__Record excerpts__

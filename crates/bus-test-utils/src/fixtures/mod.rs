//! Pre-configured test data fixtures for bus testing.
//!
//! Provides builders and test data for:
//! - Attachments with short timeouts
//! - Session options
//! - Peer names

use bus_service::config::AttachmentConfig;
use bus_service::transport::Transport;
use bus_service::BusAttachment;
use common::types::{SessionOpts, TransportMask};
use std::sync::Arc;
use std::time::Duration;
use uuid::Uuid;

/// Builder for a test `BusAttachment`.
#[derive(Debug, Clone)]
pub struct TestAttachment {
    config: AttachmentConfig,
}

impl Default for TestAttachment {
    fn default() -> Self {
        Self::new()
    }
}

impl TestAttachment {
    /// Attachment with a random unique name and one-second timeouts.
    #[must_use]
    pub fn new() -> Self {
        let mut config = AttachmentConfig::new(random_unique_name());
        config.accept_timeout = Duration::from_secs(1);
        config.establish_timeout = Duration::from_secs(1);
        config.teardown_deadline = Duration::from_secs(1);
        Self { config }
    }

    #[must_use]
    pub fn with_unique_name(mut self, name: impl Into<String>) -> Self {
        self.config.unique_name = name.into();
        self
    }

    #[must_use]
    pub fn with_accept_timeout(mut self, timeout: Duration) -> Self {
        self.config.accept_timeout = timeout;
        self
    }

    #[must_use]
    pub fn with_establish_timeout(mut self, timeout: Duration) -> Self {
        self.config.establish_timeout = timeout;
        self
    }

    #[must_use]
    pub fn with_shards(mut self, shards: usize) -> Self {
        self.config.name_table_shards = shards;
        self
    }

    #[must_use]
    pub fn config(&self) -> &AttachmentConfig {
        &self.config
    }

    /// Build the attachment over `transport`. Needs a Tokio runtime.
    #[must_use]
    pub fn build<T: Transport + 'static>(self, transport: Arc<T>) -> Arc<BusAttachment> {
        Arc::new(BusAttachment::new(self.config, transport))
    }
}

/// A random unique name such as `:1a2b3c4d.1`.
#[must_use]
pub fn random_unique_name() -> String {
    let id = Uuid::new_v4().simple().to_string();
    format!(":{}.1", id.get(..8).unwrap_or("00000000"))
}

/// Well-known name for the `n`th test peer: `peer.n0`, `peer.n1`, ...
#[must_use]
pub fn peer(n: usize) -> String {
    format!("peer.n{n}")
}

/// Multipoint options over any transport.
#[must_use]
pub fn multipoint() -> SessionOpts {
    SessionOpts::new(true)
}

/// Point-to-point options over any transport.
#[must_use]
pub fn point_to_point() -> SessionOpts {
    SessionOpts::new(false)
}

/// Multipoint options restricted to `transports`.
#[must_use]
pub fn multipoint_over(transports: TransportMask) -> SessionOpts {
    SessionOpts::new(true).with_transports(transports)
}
---
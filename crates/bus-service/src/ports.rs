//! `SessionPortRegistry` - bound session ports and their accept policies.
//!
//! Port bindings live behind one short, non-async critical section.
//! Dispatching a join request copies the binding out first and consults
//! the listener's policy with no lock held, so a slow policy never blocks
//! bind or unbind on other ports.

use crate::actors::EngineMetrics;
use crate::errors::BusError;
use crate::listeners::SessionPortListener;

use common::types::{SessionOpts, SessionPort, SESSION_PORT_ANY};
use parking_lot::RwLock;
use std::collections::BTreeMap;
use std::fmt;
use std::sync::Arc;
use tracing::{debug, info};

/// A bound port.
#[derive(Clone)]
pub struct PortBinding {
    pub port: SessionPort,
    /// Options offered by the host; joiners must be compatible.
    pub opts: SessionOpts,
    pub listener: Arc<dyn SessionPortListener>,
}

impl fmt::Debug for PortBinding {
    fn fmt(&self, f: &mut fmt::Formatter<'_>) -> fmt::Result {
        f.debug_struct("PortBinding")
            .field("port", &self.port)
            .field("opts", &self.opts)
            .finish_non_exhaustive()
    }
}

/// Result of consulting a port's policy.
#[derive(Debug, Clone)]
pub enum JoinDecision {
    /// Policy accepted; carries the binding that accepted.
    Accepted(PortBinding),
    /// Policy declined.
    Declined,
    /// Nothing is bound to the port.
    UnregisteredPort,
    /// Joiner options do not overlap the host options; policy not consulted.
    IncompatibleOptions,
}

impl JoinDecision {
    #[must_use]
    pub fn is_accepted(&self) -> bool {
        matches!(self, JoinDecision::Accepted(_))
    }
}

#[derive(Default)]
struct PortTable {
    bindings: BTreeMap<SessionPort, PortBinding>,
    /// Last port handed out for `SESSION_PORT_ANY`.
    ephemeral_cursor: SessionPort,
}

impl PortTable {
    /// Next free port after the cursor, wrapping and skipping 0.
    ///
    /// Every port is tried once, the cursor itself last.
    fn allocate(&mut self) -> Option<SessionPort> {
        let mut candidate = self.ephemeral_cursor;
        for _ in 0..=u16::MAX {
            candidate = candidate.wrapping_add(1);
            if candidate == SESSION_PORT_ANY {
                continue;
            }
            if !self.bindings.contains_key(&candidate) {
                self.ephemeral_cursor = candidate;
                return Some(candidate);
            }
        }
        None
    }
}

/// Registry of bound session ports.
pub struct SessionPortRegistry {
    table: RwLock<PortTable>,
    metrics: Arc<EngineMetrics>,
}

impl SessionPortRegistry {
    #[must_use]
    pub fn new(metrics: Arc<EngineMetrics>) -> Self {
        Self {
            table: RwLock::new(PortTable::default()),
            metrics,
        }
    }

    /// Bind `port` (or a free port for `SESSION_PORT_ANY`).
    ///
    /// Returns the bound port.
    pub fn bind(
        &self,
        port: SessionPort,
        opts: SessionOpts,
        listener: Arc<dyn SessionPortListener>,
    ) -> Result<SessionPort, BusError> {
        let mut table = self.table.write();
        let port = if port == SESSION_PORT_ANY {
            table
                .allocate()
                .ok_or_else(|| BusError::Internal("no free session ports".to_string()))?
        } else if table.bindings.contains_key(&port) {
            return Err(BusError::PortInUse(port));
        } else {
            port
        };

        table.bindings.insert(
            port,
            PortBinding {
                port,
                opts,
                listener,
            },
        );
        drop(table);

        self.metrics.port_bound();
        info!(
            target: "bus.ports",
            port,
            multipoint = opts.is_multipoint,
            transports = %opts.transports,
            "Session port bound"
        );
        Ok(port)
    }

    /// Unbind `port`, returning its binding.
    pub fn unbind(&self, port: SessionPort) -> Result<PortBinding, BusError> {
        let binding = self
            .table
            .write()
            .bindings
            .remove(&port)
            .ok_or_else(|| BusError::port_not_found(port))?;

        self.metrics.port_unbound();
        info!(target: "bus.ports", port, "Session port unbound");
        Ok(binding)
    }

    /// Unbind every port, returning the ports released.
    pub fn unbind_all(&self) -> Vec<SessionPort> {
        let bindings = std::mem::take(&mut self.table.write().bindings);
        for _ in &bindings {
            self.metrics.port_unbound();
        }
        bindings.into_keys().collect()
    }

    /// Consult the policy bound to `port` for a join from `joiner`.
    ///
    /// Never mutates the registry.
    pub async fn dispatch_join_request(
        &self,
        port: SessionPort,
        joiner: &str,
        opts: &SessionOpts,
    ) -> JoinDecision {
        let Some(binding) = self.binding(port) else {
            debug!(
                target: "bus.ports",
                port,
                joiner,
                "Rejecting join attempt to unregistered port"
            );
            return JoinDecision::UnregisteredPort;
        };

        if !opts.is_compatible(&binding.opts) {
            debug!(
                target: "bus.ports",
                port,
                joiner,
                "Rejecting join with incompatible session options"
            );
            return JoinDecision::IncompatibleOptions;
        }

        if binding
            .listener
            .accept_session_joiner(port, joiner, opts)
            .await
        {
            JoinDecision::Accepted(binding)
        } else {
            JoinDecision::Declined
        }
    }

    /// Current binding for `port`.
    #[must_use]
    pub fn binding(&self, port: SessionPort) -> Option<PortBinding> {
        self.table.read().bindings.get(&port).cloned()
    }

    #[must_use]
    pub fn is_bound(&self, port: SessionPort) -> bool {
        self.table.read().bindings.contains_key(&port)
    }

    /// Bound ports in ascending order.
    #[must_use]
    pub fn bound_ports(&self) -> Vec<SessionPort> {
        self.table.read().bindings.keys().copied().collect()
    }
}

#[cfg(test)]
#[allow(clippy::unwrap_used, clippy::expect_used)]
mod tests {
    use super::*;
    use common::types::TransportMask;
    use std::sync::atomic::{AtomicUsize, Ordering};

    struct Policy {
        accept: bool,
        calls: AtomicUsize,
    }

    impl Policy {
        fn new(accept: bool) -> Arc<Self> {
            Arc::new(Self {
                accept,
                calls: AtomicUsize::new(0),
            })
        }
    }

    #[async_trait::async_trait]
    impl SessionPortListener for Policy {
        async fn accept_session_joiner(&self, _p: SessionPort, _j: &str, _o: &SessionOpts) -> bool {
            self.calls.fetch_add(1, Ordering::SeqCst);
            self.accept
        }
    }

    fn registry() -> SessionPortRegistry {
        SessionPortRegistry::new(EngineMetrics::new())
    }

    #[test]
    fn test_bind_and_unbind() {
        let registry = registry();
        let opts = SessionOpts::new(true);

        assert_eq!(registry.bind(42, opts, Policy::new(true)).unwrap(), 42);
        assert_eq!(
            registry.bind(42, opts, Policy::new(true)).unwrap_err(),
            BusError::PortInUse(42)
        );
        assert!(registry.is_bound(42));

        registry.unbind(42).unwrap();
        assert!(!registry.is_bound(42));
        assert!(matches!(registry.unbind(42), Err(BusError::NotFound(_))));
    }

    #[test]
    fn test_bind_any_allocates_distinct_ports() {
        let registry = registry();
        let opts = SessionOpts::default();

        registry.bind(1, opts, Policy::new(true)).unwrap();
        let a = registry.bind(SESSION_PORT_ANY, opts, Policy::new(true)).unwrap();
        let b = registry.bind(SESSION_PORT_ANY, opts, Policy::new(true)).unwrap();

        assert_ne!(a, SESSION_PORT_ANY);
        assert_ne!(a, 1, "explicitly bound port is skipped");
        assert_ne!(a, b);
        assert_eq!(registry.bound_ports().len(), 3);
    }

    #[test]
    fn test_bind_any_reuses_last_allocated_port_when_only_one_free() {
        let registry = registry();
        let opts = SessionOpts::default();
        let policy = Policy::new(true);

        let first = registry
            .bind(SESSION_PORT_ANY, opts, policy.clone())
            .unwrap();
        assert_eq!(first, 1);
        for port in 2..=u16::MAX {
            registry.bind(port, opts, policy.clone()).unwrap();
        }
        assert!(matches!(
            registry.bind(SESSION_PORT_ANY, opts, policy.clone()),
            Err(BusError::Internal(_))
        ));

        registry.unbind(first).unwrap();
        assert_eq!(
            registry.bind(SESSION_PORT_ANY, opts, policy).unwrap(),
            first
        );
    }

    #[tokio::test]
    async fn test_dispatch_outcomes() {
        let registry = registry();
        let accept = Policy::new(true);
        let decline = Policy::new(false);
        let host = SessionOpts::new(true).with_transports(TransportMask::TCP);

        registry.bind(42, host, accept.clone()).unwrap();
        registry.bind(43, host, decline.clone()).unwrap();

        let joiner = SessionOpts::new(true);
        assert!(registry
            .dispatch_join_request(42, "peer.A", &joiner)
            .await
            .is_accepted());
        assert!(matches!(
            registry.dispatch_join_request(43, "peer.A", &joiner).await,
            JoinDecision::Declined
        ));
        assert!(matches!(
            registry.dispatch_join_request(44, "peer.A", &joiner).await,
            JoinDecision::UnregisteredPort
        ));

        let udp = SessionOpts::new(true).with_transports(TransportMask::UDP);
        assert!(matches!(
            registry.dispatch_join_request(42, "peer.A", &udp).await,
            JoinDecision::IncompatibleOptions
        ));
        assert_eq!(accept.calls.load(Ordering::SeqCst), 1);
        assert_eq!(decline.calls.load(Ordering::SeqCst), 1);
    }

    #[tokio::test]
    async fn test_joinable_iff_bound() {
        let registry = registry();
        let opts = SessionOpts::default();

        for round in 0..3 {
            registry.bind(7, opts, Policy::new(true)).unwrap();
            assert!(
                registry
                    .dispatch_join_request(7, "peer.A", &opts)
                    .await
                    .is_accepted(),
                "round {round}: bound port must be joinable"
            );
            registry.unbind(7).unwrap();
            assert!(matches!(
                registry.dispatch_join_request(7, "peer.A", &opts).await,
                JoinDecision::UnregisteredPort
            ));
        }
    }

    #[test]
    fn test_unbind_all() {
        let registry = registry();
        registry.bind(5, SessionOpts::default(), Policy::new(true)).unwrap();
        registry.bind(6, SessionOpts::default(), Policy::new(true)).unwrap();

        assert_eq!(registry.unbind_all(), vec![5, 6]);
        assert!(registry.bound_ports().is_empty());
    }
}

__What you have to do__
For the records above, count the lines that contain the word "Duration" and give only that number.

__Answer section__
6